WHAT YOU WILL DO –
Faithfully repeat all of the records, as they are written below.

[Opening RECORDED DATA section]

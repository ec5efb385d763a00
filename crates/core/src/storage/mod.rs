pub mod format;
pub mod manager;
pub mod store;
use serde_json::{Map, Value};

use crate::errors::CoreError;
use crate::models::portfolio::Portfolio;

/// Store key holding the state document.
pub const STATE_KEY: &str = "holdings.v4";

/// Suggested file name for exports.
pub const EXPORT_FILE_NAME: &str = "holdings-v4-export.json";

/// Field an imported document must carry.
pub const REQUIRED_IMPORT_FIELD: &str = "items";

/// Serialize the state document for the store (compact).
pub fn serialize(portfolio: &Portfolio) -> Result<String, CoreError> {
    serde_json::to_string(portfolio)
        .map_err(|e| CoreError::Serialization(format!("Failed to serialize state: {e}")))
}

/// Serialize the state document for export (2-space indented).
pub fn serialize_pretty(portfolio: &Portfolio) -> Result<String, CoreError> {
    serde_json::to_string_pretty(portfolio)
        .map_err(|e| CoreError::Serialization(format!("Failed to serialize state: {e}")))
}

/// Parse a stored state document. Missing settings fields take defaults.
pub fn deserialize(text: &str) -> Result<Portfolio, CoreError> {
    let portfolio: Portfolio = serde_json::from_str(text)
        .map_err(|e| CoreError::Parse(format!("Failed to parse state: {e}")))?;
    portfolio.validate()?;
    Ok(portfolio)
}

/// Overlay an imported document onto `current`, field by field at the top
/// level, and return the merged state.
///
/// Rejected with `ImportFormat` (and `current` left as is) when the text is
/// not a JSON object, has no `items`, or the merged document is not a valid
/// state (wrong shapes, out-of-range settings or positions, duplicate ids).
pub fn merge_import(current: &Portfolio, text: &str) -> Result<Portfolio, CoreError> {
    let incoming: Value = serde_json::from_str(text)
        .map_err(|e| CoreError::ImportFormat(format!("Could not read JSON: {e}")))?;

    let Value::Object(incoming) = incoming else {
        return Err(CoreError::ImportFormat(
            "Expected a JSON object at the top level".into(),
        ));
    };

    if incoming
        .get(REQUIRED_IMPORT_FIELD)
        .map_or(true, Value::is_null)
    {
        return Err(CoreError::ImportFormat(format!(
            "Missing required field `{REQUIRED_IMPORT_FIELD}`"
        )));
    }

    let mut merged = match serde_json::to_value(current)
        .map_err(|e| CoreError::Serialization(format!("Failed to serialize state: {e}")))?
    {
        Value::Object(map) => map,
        _ => Map::new(),
    };
    merged.extend(incoming);

    let portfolio: Portfolio = serde_json::from_value(Value::Object(merged))
        .map_err(|e| CoreError::ImportFormat(format!("Invalid state document: {e}")))?;
    portfolio.validate().map_err(|e| match e {
        CoreError::ValidationError(msg) => CoreError::ImportFormat(msg),
        other => CoreError::ImportFormat(other.to_string()),
    })?;

    Ok(portfolio)
}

[Closing RECORDED DATA section]

TASK ANSWER –
repository ec5efb385d763a00
filename crates/core/src/storage/mod.rs
pub mod format;
pub mod manager;
pub mod store;
use serde_json::{Map, Value};

use crate::errors::CoreError;
use crate::models::portfolio::Portfolio;

/// Store key holding the state document.
pub const STATE_KEY: &str = "holdings.v4";

/// Suggested file name for exports.
pub const EXPORT_FILE_NAME: &str = "holdings-v4-export.json";

/// Field an imported document must carry.
pub const REQUIRED_IMPORT_FIELD: &str = "items";

/// Serialize the state document for the store (compact).
pub fn serialize(portfolio: &Portfolio) -> Result<String, CoreError> {
    serde_json::to_string(portfolio)
        .map_err(|e| CoreError::Serialization(format!("Failed to serialize state: {e}")))
}

/// Serialize the state document for export (2-space indented).
pub fn serialize_pretty(portfolio: &Portfolio) -> Result<String, CoreError> {
    serde_json::to_string_pretty(portfolio)
        .map_err(|e| CoreError::Serialization(format!("Failed to serialize state: {e}")))
}

/// Parse a stored state document. Missing settings fields take defaults.
pub fn deserialize(text: &str) -> Result<Portfolio, CoreError> {
    let portfolio: Portfolio = serde_json::from_str(text)
        .map_err(|e| CoreError::Parse(format!("Failed to parse state: {e}")))?;
    portfolio.validate()?;
    Ok(portfolio)
}

/// Overlay an imported document onto `current`, field by field at the top
/// level, and return the merged state.
///
/// Rejected with `ImportFormat` (and `current` left as is) when the text is
/// not a JSON object, has no `items`, or the merged document is not a valid
/// state (wrong shapes, out-of-range settings or positions, duplicate ids).
pub fn merge_import(current: &Portfolio, text: &str) -> Result<Portfolio, CoreError> {
    let incoming: Value = serde_json::from_str(text)
        .map_err(|e| CoreError::ImportFormat(format!("Could not read JSON: {e}")))?;

    let Value::Object(incoming) = incoming else {
        return Err(CoreError::ImportFormat(
            "Expected a JSON object at the top level".into(),
        ));
    };

    if incoming
        .get(REQUIRED_IMPORT_FIELD)
        .map_or(true, Value::is_null)
    {
        return Err(CoreError::ImportFormat(format!(
            "Missing required field `{REQUIRED_IMPORT_FIELD}`"
        )));
    }

    let mut merged = match serde_json::to_value(current)
        .map_err(|e| CoreError::Serialization(format!("Failed to serialize state: {e}")))?
    {
        Value::Object(map) => map,
        _ => Map::new(),
    };
    merged.extend(incoming);

    let portfolio: Portfolio = serde_json::from_value(Value::Object(merged))
        .map_err(|e| CoreError::ImportFormat(format!("Invalid state document: {e}")))?;
    portfolio.validate().map_err(|e| match e {
        CoreError::ValidationError(msg) => CoreError::ImportFormat(msg),
        other => CoreError::ImportFormat(other.to_string()),
    })?;

    Ok(portfolio)
}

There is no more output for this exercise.